Say you’re going to write a mini-CI service that will build any branches that are opened via pull request on one of your GitHub repositories. Like Travis, we want it to be able to detect a pull request, and then assign it a status check icon that will only be resolved when the build completes.

Travis putting status checks on a pull request that are contingent on a successful build.
Travis putting status checks on a pull request that are contingent on a successful build.

GitHub has a status API that can assign or update statuses associated with a given commit SHA. With just a REST API, we’d have to poll the list endpoint every few seconds to know when new pull requests come in. Luckily though, there’s much better way: we can listen on for GitHub’s pull_request webhook, and it’ll notify us when anything changes.

Our CI service listens for pull_request webhooks, creates a new status via the REST API when it sees one, and then updates that status when its corresponding build succeeds or fails. It’s able to add status checks in a timely manner (ideally users see a pending status the moment they open a new pull), and with no inefficient polling involved.

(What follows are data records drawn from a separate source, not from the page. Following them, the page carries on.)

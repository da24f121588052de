//! Core types for the ledger
//!
//! All types are designed for:
//! - Deterministic serialization (bincode for hashing, JSON for snapshots)
//! - Immutability: records are consumed and re-created, never mutated
//! - Exact integer arithmetic for values

use crate::crypto::{hex32, sha256, PublicKey};
use serde::{Deserialize, Serialize};
use std::collections::BTreeSet;
use std::fmt;
use std::str::FromStr;
use uuid::Uuid;

/// Ledger identity bound to a public key
#[derive(Debug, Clone, PartialEq, Eq, Hash, Serialize, Deserialize)]
pub struct Party {
    /// Legal name
    pub name: String,

    /// Key that signs on this party's behalf
    pub owning_key: PublicKey,
}

impl Party {
    /// Create new party
    pub fn new(name: impl Into<String>, owning_key: PublicKey) -> Self {
        Self {
            name: name.into(),
            owning_key,
        }
    }
}

impl fmt::Display for Party {
    fn fmt(&self, f: &mut fmt::Formatter<'_>) -> fmt::Result {
        write!(f, "{}", self.name)
    }
}

/// Stable identifier of an obligation across its lineage
#[derive(Debug, Clone, Copy, PartialEq, Eq, Hash, PartialOrd, Ord, Serialize, Deserialize)]
#[serde(transparent)]
pub struct LinearId(Uuid);

impl LinearId {
    /// Fresh random identifier
    pub fn new() -> Self {
        Self(Uuid::new_v4())
    }

    /// Wrap an existing UUID
    pub fn from_uuid(id: Uuid) -> Self {
        Self(id)
    }

    /// Underlying UUID
    pub fn as_uuid(&self) -> &Uuid {
        &self.0
    }
}

impl Default for LinearId {
    fn default() -> Self {
        Self::new()
    }
}

impl FromStr for LinearId {
    type Err = uuid::Error;

    fn from_str(s: &str) -> std::result::Result<Self, Self::Err> {
        Uuid::parse_str(s).map(Self)
    }
}

impl fmt::Display for LinearId {
    fn fmt(&self, f: &mut fmt::Formatter<'_>) -> fmt::Result {
        write!(f, "{}", self.0)
    }
}

/// Fungible cash record
#[derive(Debug, Clone, PartialEq, Eq, Serialize, Deserialize)]
pub struct CashRecord {
    /// Amount; valid records are strictly positive
    pub value: i64,

    /// Issuer, fixed for the whole lineage
    pub creator: Party,

    /// Current holder; only this party may consume the record
    pub owner: Party,
}

impl CashRecord {
    /// Create new cash record
    pub fn new(value: i64, creator: Party, owner: Party) -> Self {
        Self {
            value,
            creator,
            owner,
        }
    }

    /// Same cash handed to a new owner, with the command that authorises it
    pub fn with_new_owner(&self, new_owner: Party) -> (CashCommand, CashRecord) {
        (
            CashCommand::Move,
            CashRecord {
                owner: new_owner,
                ..self.clone()
            },
        )
    }
}

/// IOU between a lender and a borrower
#[derive(Debug, Clone, PartialEq, Eq, Serialize, Deserialize)]
pub struct ObligationRecord {
    /// Amount owed
    pub value: i64,

    /// Party owed the money
    pub lender: Party,

    /// Party owing the money
    pub borrower: Party,

    /// Lineage identifier
    pub linear_id: LinearId,
}

impl ObligationRecord {
    /// Create new obligation with a fresh linear id
    pub fn new(value: i64, lender: Party, borrower: Party) -> Self {
        Self {
            value,
            lender,
            borrower,
            linear_id: LinearId::new(),
        }
    }

    /// Parties that must sign its creation
    pub fn participants(&self) -> [&Party; 2] {
        [&self.lender, &self.borrower]
    }
}

/// A unit of ledger state
#[derive(Debug, Clone, PartialEq, Eq, Serialize, Deserialize)]
#[serde(tag = "type", rename_all = "snake_case")]
pub enum LedgerRecord {
    /// Cash record
    Cash(CashRecord),
    /// Obligation record
    Obligation(ObligationRecord),
}

impl LedgerRecord {
    /// Cash payload, if any
    pub fn as_cash(&self) -> Option<&CashRecord> {
        match self {
            LedgerRecord::Cash(cash) => Some(cash),
            LedgerRecord::Obligation(_) => None,
        }
    }

    /// Obligation payload, if any
    pub fn as_obligation(&self) -> Option<&ObligationRecord> {
        match self {
            LedgerRecord::Obligation(iou) => Some(iou),
            LedgerRecord::Cash(_) => None,
        }
    }
}

impl From<CashRecord> for LedgerRecord {
    fn from(cash: CashRecord) -> Self {
        LedgerRecord::Cash(cash)
    }
}

impl From<ObligationRecord> for LedgerRecord {
    fn from(iou: ObligationRecord) -> Self {
        LedgerRecord::Obligation(iou)
    }
}

/// Cash contract commands
#[derive(Debug, Clone, Copy, PartialEq, Eq, Serialize, Deserialize)]
#[serde(rename_all = "snake_case")]
pub enum CashCommand {
    /// Issue new money
    Create,
    /// Transfer existing money
    Move,
}

/// Obligation contract commands
#[derive(Debug, Clone, Copy, PartialEq, Eq, Serialize, Deserialize)]
#[serde(rename_all = "snake_case")]
pub enum ObligationCommand {
    /// Open an IOU
    Create,
    /// Settle an IOU in full
    Destroy,
}

/// Action attached to a transaction
#[derive(Debug, Clone, PartialEq, Eq, Serialize, Deserialize)]
#[serde(tag = "contract", content = "action", rename_all = "snake_case")]
pub enum CommandData {
    /// Cash family
    Cash(CashCommand),
    /// Obligation family
    Obligation(ObligationCommand),
    /// Command of a contract unknown to this ledger
    Other(String),
}

impl CommandData {
    /// Cash command, if any
    pub fn as_cash(&self) -> Option<CashCommand> {
        match self {
            CommandData::Cash(command) => Some(*command),
            _ => None,
        }
    }

    /// Obligation command, if any
    pub fn as_obligation(&self) -> Option<ObligationCommand> {
        match self {
            CommandData::Obligation(command) => Some(*command),
            _ => None,
        }
    }
}

/// Command plus the keys attributed to it
///
/// Signers are a list: the platform may attribute the same key twice and
/// cardinality clauses count every entry.
#[derive(Debug, Clone, PartialEq, Eq, Serialize, Deserialize)]
pub struct Command {
    /// What the transaction does
    pub data: CommandData,

    /// Keys that signed for it
    pub signers: Vec<PublicKey>,
}

impl Command {
    /// Create new command
    pub fn new(data: CommandData, signers: impl IntoIterator<Item = PublicKey>) -> Self {
        Self {
            data,
            signers: signers.into_iter().collect(),
        }
    }
}

/// Transaction identifier (SHA-256 of the canonical encoding)
#[derive(Clone, Copy, PartialEq, Eq, Hash, PartialOrd, Ord, Serialize, Deserialize)]
#[serde(transparent)]
pub struct TxId(#[serde(with = "hex32")] [u8; 32]);

impl TxId {
    /// Wrap a precomputed hash
    pub fn from_bytes(bytes: [u8; 32]) -> Self {
        Self(bytes)
    }

    /// Raw hash bytes
    pub fn as_bytes(&self) -> &[u8; 32] {
        &self.0
    }
}

impl fmt::Display for TxId {
    fn fmt(&self, f: &mut fmt::Formatter<'_>) -> fmt::Result {
        write!(f, "{}", hex::encode(self.0))
    }
}

impl fmt::Debug for TxId {
    fn fmt(&self, f: &mut fmt::Formatter<'_>) -> fmt::Result {
        write!(f, "TxId({}..)", &hex::encode(self.0)[..12])
    }
}

/// Transaction as seen by the verifier
#[derive(Debug, Clone, Default, PartialEq, Eq, Serialize, Deserialize)]
pub struct Transaction {
    /// Consumed records, in order
    #[serde(default)]
    pub inputs: Vec<LedgerRecord>,

    /// Produced records, in order
    #[serde(default)]
    pub outputs: Vec<LedgerRecord>,

    /// Attached commands
    #[serde(default)]
    pub commands: Vec<Command>,
}

impl Transaction {
    /// Cash inputs
    pub fn cash_inputs(&self) -> Vec<&CashRecord> {
        self.inputs.iter().filter_map(LedgerRecord::as_cash).collect()
    }

    /// Cash outputs
    pub fn cash_outputs(&self) -> Vec<&CashRecord> {
        self.outputs.iter().filter_map(LedgerRecord::as_cash).collect()
    }

    /// Obligation inputs
    pub fn obligation_inputs(&self) -> Vec<&ObligationRecord> {
        self.inputs
            .iter()
            .filter_map(LedgerRecord::as_obligation)
            .collect()
    }

    /// Obligation outputs
    pub fn obligation_outputs(&self) -> Vec<&ObligationRecord> {
        self.outputs
            .iter()
            .filter_map(LedgerRecord::as_obligation)
            .collect()
    }

    /// Whether any command matches
    pub fn has_command(&self, data: &CommandData) -> bool {
        self.commands.iter().any(|c| &c.data == data)
    }

    /// First command no contract here understands
    pub fn unsupported_command(&self) -> Option<&str> {
        self.commands.iter().find_map(|c| match &c.data {
            CommandData::Other(name) => Some(name.as_str()),
            _ => None,
        })
    }

    /// Aggregate signer key set
    pub fn signers(&self) -> BTreeSet<PublicKey> {
        self.commands
            .iter()
            .flat_map(|c| c.signers.iter().copied())
            .collect()
    }

    /// Canonical bytes used for the transaction id
    pub fn canonical_bytes(&self) -> crate::Result<Vec<u8>> {
        Ok(bincode::serialize(self)?)
    }

    /// Content hash
    pub fn id(&self) -> crate::Result<TxId> {
        Ok(TxId(sha256(&self.canonical_bytes()?)))
    }
}

/// Incremental transaction assembly
#[derive(Debug, Default)]
pub struct TransactionBuilder {
    tx: Transaction,
}

impl TransactionBuilder {
    /// Empty builder
    pub fn new() -> Self {
        Self::default()
    }

    /// Consume a record
    pub fn add_input_state(mut self, record: impl Into<LedgerRecord>) -> Self {
        self.tx.inputs.push(record.into());
        self
    }

    /// Produce a record
    pub fn add_output_state(mut self, record: impl Into<LedgerRecord>) -> Self {
        self.tx.outputs.push(record.into());
        self
    }

    /// Attach a command
    pub fn add_command(
        mut self,
        data: CommandData,
        signers: impl IntoIterator<Item = PublicKey>,
    ) -> Self {
        self.tx.commands.push(Command::new(data, signers));
        self
    }

    /// Finish
    pub fn build(self) -> Transaction {
        self.tx
    }
}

A basic webhooks flow to build a simple CI system for GitHub.
A basic webhooks flow to build a simple CI system for GitHub.

As we see above webhooks are convenient and work pretty well, but that said, they’re far from perfect in a number of places. Let’s look at a few ways that using them can be a little painful.

Getting an HTTP endpoint provisioned to receive a webhook isn’t technically difficult, but it can be bureaucratically so.

The classic example is the large enterprise where getting a new endpoint exposed to the outside world might be a considerable project involving negotiations with infrastructure and security teams, requisitioning new hardware, and piles of paperwork. In the worst cases, webhooks might be wholly incompatible with an organization’s security model where user data is uncompromisingly kept within a secured perimeter at all times.

Difficulty in provisioning an HTTP endpoint that can talk to the outside world.
Difficulty in provisioning an HTTP endpoint that can talk to the outside world.

Development and testing are also difficult cases. There’s no perfectly fluid way of getting an endpoint from a locally running environment exposed for a webhook provider to access. Programs like Ngrok are good options, but still add a step and complication that wouldn’t be necessary with an alternate scheme.

Because webhook endpoints are publicly accessible HTTP APIs, it’s up to providers to build in a security scheme to ensure that an attacker can’t issue malicious requests containing forged payloads. There’s a variety of commonly seen techniques:

  1. Webhook signing: Sign webhook payloads and send the signature via HTTP header so that users can verify it.
  2. HTTP authentication: Force users to provide HTTP basic auth credentials when they configure endpoints to receive webhooks.
  3. API retrieval: Provide only an event identifier in webhook payload and force recipients to make a synchronous API request to get the message’s full contents.
Endpoint signing secrets in Stripe's dashboard.
Endpoint signing secrets in Stripe's dashboard.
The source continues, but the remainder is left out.